Abstract

Scholarship on participatory action research (PAR) has come a long way since its foundations in Paulo Freire. However, it leaves much room to understand the personal transformations at stake in everyday residents’ participation in PAR—a key mechanism through which PAR contributes to long-term social change in local communities. This literature gap is particularly salient for decolonial PAR, which incorporates Indigenous communities at every stage of the research process, and which is explicitly committed to the political goal of decolonization (i.e. the repatriation of Indigenous lands and oceans). Borrowing heavily from feminist geographical PAR scholarship, we articulate the concept of “decolonial subjectivities” to capture the dynamic, embodied ways in which resident researchers in decolonial PAR connect their own knowledge, experiences, and relationships with ongoing local struggles for Indigenous sovereignty.

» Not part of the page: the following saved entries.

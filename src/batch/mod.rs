//! Batching of several graphs into one, and graph level readout.
//!
//! A batched graph is an ordinary [Graph](crate::graph::Graph), the disjoint union of its constituents,
//! which additionally records the number of nodes and edges of each constituent.
//! Constituent i owns a contiguous range of node ids and a contiguous range of edge ids,
//! so message passing on the batch never mixes constituents.

/// batch and unbatch
pub mod batched;

/// per constituent reductions and broadcasts
pub mod readout;

// [start, end) ranges of consecutive segments of the given sizes
pub(crate) fn segments(counts: &[usize]) -> Vec<(usize, usize)> {
    let mut ranges = Vec::<(usize, usize)>::with_capacity(counts.len());
    let mut start = 0;
    for count in counts {
        ranges.push((start, start + count));
        start += count;
    }
    ranges
} // end of segments

// end of mod tests
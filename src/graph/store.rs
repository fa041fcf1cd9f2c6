//! Graph topology and its feature tables.
//!
//! For an edge e from u to v, we say that e is IN for v and OUT for u.
//! The in incidence is a Csr matrix of shape (nb_nodes, nb_edges): row v lists the edges entering v
//! (as column indices, so in ascending edge id order) and stores their source node as data.
//! The out incidence is built the same way from sources.

use ndarray::Array2;
use petgraph::Direction;
use sprs::{CsMat, CsMatI, TriMatI};

use crate::errors::{GraphError, Result};

use super::degrees::Degree;
use super::features::FeatureTable;
use super::FeatureT;

/// A directed multigraph with features attached to nodes and edges.
///
/// Graphs produced by [batch](crate::batch::batched::batch) keep the number of nodes and edges of
/// each constituent in batch_num_nodes and batch_num_edges. A plain graph has exactly one entry in each.
#[derive(Clone, Debug)]
pub struct Graph<F> {
    nb_nodes: usize,
    /// source of each edge, indexed by edge id
    src: Vec<usize>,
    /// destination of each edge, indexed by edge id
    dst: Vec<usize>,
    /// row v : edges entering v, data is the source node
    in_incidence: CsMatI<usize, usize>,
    /// row u : edges leaving u, data is the destination node
    out_incidence: CsMatI<usize, usize>,
    ///
    ndata: FeatureTable<F>,
    ///
    edata: FeatureTable<F>,
    ///
    batch_num_nodes: Vec<usize>,
    ///
    batch_num_edges: Vec<usize>,
} // end of struct Graph

// rows are nodes, columns are edge ids.
fn incidence(nb_nodes: usize, rows: &[usize], other_end: &[usize]) -> CsMatI<usize, usize> {
    let nb_edges = rows.len();
    let eids: Vec<usize> = (0..nb_edges).collect();
    let trimat = TriMatI::<usize, usize>::from_triplets(
        (nb_nodes, nb_edges),
        rows.to_vec(),
        eids,
        other_end.to_vec(),
    );
    trimat.to_csr()
} // end of incidence

impl<F> Graph<F>
where
    F: FeatureT,
{
    /// build a graph from a list of edges (source, destination).
    /// If nb_nodes is None it is inferred as max(ids)+1, which requires at least one edge.
    pub fn build(edges: &[(usize, usize)], nb_nodes: Option<usize>) -> Result<Self> {
        let src: Vec<usize> = edges.iter().map(|e| e.0).collect();
        let dst: Vec<usize> = edges.iter().map(|e| e.1).collect();
        Graph::from_src_dst(src, dst, nb_nodes)
    } // end of build

    /// build a graph from the vector of sources and the vector of destinations
    pub fn from_src_dst(src: Vec<usize>, dst: Vec<usize>, nb_nodes: Option<usize>) -> Result<Self> {
        if src.len() != dst.len() {
            log::error!(
                "from_src_dst, got {} sources and {} destinations",
                src.len(),
                dst.len()
            );
            return Err(GraphError::Configuration(format!(
                "got {} sources and {} destinations",
                src.len(),
                dst.len()
            )));
        }
        let max_id = src.iter().chain(dst.iter()).max().copied();
        let nb_nodes = match (nb_nodes, max_id) {
            (Some(n), Some(max_id)) => {
                if max_id >= n {
                    log::error!("node id {} out of range, nb_nodes : {}", max_id, n);
                    return Err(GraphError::Configuration(format!(
                        "node id {} out of range for {} nodes",
                        max_id, n
                    )));
                }
                n
            }
            (Some(n), None) => n,
            (None, Some(max_id)) => max_id + 1,
            (None, None) => {
                return Err(GraphError::Configuration(String::from(
                    "cannot infer the number of nodes from an empty edge list",
                )));
            }
        };
        log::debug!(
            "building graph nb_nodes : {}, nb_edges : {}",
            nb_nodes,
            src.len()
        );
        let nb_edges = src.len();
        Ok(Graph::from_parts(
            nb_nodes,
            src,
            dst,
            FeatureTable::new(nb_nodes),
            FeatureTable::new(nb_edges),
            vec![nb_nodes],
            vec![nb_edges],
        ))
    } // end of from_src_dst

    /// assemble a graph from already checked parts. Ids must be in range and tables correctly sized.
    pub(crate) fn from_parts(
        nb_nodes: usize,
        src: Vec<usize>,
        dst: Vec<usize>,
        ndata: FeatureTable<F>,
        edata: FeatureTable<F>,
        batch_num_nodes: Vec<usize>,
        batch_num_edges: Vec<usize>,
    ) -> Self {
        debug_assert_eq!(src.len(), dst.len());
        debug_assert_eq!(ndata.get_nb_rows(), nb_nodes);
        debug_assert_eq!(edata.get_nb_rows(), src.len());
        let in_incidence = incidence(nb_nodes, &dst, &src);
        let out_incidence = incidence(nb_nodes, &src, &dst);
        Graph {
            nb_nodes,
            src,
            dst,
            in_incidence,
            out_incidence,
            ndata,
            edata,
            batch_num_nodes,
            batch_num_edges,
        }
    } // end of from_parts

    /// number of nodes
    pub fn get_nb_nodes(&self) -> usize {
        self.nb_nodes
    }

    /// number of edges
    pub fn get_nb_edges(&self) -> usize {
        self.src.len()
    }

    /// sources and destinations, indexed by edge id
    pub fn get_edges(&self) -> (&[usize], &[usize]) {
        (&self.src, &self.dst)
    }

    /// returns (source, destination) of edge eid
    pub fn get_edge(&self, eid: usize) -> Result<(usize, usize)> {
        self.check_edge(eid)?;
        Ok((self.src[eid], self.dst[eid]))
    }

    /// returns the endpoints of edges given by id
    pub fn find_edges(&self, eids: &[usize]) -> Result<Vec<(usize, usize)>> {
        eids.iter().map(|e| self.get_edge(*e)).collect()
    }

    pub(crate) fn check_node(&self, node: usize) -> Result<()> {
        if node >= self.nb_nodes {
            log::error!("node {} out of range, nb_nodes : {}", node, self.nb_nodes);
            return Err(GraphError::Configuration(format!(
                "node {} out of range for {} nodes",
                node, self.nb_nodes
            )));
        }
        Ok(())
    }

    pub(crate) fn check_edge(&self, eid: usize) -> Result<()> {
        if eid >= self.src.len() {
            log::error!("edge {} out of range, nb_edges : {}", eid, self.src.len());
            return Err(GraphError::Configuration(format!(
                "edge {} out of range for {} edges",
                eid,
                self.src.len()
            )));
        }
        Ok(())
    }

    /// ids of edges entering node, in ascending order. No check on node.
    pub(crate) fn inbound(&self, node: usize) -> &[usize] {
        let range = self.in_incidence.indptr().outer_inds_sz(node);
        &self.in_incidence.indices()[range]
    }

    /// ids of edges leaving node, in ascending order. No check on node.
    pub(crate) fn outbound(&self, node: usize) -> &[usize] {
        let range = self.out_incidence.indptr().outer_inds_sz(node);
        &self.out_incidence.indices()[range]
    }

    /// ids of edges entering node, in ascending order
    pub fn in_edges(&self, node: usize) -> Result<Vec<usize>> {
        self.check_node(node)?;
        Ok(self.inbound(node).to_vec())
    }

    /// ids of edges leaving node, in ascending order
    pub fn out_edges(&self, node: usize) -> Result<Vec<usize>> {
        self.check_node(node)?;
        Ok(self.outbound(node).to_vec())
    }

    /// sources of edges entering node, one per edge, in ascending edge id order
    pub fn predecessors(&self, node: usize) -> Result<Vec<usize>> {
        self.check_node(node)?;
        let range = self.in_incidence.indptr().outer_inds_sz(node);
        Ok(self.in_incidence.data()[range].to_vec())
    }

    /// destinations of edges leaving node, one per edge, in ascending edge id order
    pub fn successors(&self, node: usize) -> Result<Vec<usize>> {
        self.check_node(node)?;
        let range = self.out_incidence.indptr().outer_inds_sz(node);
        Ok(self.out_incidence.data()[range].to_vec())
    }

    /// in degree (Direction::Incoming) or out degree (Direction::Outgoing) of a node. O(1)
    pub fn degree(&self, node: usize, direction: Direction) -> Result<usize> {
        self.check_node(node)?;
        let degree = match direction {
            Direction::Incoming => self.in_incidence.indptr().nnz_in_outer_sz(node),
            Direction::Outgoing => self.out_incidence.indptr().nnz_in_outer_sz(node),
        };
        Ok(degree)
    }

    pub fn in_degree(&self, node: usize) -> Result<usize> {
        self.degree(node, Direction::Incoming)
    }

    pub fn out_degree(&self, node: usize) -> Result<usize> {
        self.degree(node, Direction::Outgoing)
    }

    /// returns a vector of degrees (in, out), self loops included.
    pub fn get_degrees(&self) -> Vec<Degree> {
        (0..self.nb_nodes)
            .map(|v| {
                Degree::new(
                    self.in_incidence.indptr().nnz_in_outer_sz(v),
                    self.out_incidence.indptr().nnz_in_outer_sz(v),
                )
            })
            .collect()
    } // end of get_degrees

    /// adjacency matrix (nb_nodes, nb_nodes). Entry (u,v) counts the edges from u to v.
    pub fn adjacency(&self) -> CsMat<f64> {
        let values = vec![1f64; self.src.len()];
        let trimat = TriMatI::<f64, usize>::from_triplets(
            (self.nb_nodes, self.nb_nodes),
            self.src.clone(),
            self.dst.clone(),
            values,
        );
        // duplicate entries are summed, so multiedges get their multiplicity
        trimat.to_csr()
    } // end of adjacency

    //  features

    /// node feature table
    pub fn get_ndata(&self) -> &FeatureTable<F> {
        &self.ndata
    }

    /// edge feature table
    pub fn get_edata(&self) -> &FeatureTable<F> {
        &self.edata
    }

    /// dense node feature
    pub fn ndata(&self, name: &str) -> Result<&Array2<F>> {
        self.ndata.get(name)
    }

    /// dense edge feature
    pub fn edata(&self, name: &str) -> Result<&Array2<F>> {
        self.edata.get(name)
    }

    /// set a dense node feature, it must have one row per node
    pub fn set_ndata(&mut self, name: &str, arr: Array2<F>) -> Result<()> {
        self.ndata.set(name, arr)
    }

    /// set a dense edge feature, it must have one row per edge
    pub fn set_edata(&mut self, name: &str, arr: Array2<F>) -> Result<()> {
        self.edata.set(name, arr)
    }

    pub fn remove_ndata(&mut self, name: &str) -> Result<()> {
        self.ndata
            .remove(name)
            .map(|_| ())
            .ok_or_else(|| GraphError::MissingFeature(name.to_string()))
    }

    pub fn remove_edata(&mut self, name: &str) -> Result<()> {
        self.edata
            .remove(name)
            .map(|_| ())
            .ok_or_else(|| GraphError::MissingFeature(name.to_string()))
    }

    /// mutable access to the node table, row count stays checked by the table itself
    pub fn get_ndata_mut(&mut self) -> &mut FeatureTable<F> {
        &mut self.ndata
    }

    pub fn get_edata_mut(&mut self) -> &mut FeatureTable<F> {
        &mut self.edata
    }

    //  batch bookkeeping

    /// number of graphs fused in this graph (1 for a plain graph)
    pub fn batch_size(&self) -> usize {
        self.batch_num_nodes.len()
    }

    /// number of nodes of each constituent, in batching order
    pub fn get_batch_num_nodes(&self) -> &[usize] {
        &self.batch_num_nodes
    }

    /// number of edges of each constituent, in batching order
    pub fn get_batch_num_edges(&self) -> &[usize] {
        &self.batch_num_edges
    }

    /// set batch bookkeeping, counts must sum to node and edge counts
    pub(crate) fn set_batch_info(
        &mut self,
        batch_num_nodes: Vec<usize>,
        batch_num_edges: Vec<usize>,
    ) -> Result<()> {
        if batch_num_nodes.len() != batch_num_edges.len()
            || batch_num_nodes.iter().sum::<usize>() != self.nb_nodes
            || batch_num_edges.iter().sum::<usize>() != self.src.len()
        {
            return Err(GraphError::Configuration(String::from(
                "batch counts do not match graph size",
            )));
        }
        self.batch_num_nodes = batch_num_nodes;
        self.batch_num_edges = batch_num_edges;
        Ok(())
    } // end of set_batch_info
} // end of impl Graph

//=====================================================================================

// end of mod tests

We then elaborate on this concept through a qualitative analysis of four waves of weekly reflections from five resident researchers in a decolonial PAR project in Guåhan—a modern-day colony, unincorporated territory of the United States, and the southernmost island of Låguas yan Gåni (or the Mariånas archipelago). We find two distinct shifts in resident researchers’ decolonial subjectivities over time: (1) deepening embodied connection to decolonization through situating one’s role in decolonization within a broader set of familial and community relationships; and (2) deepening embodiment of role as decolonial researchers through affirming one’s expertise and power to effectuate change as a researcher supporting and facilitating the continued, ongoing struggle for Indigenous sovereignty.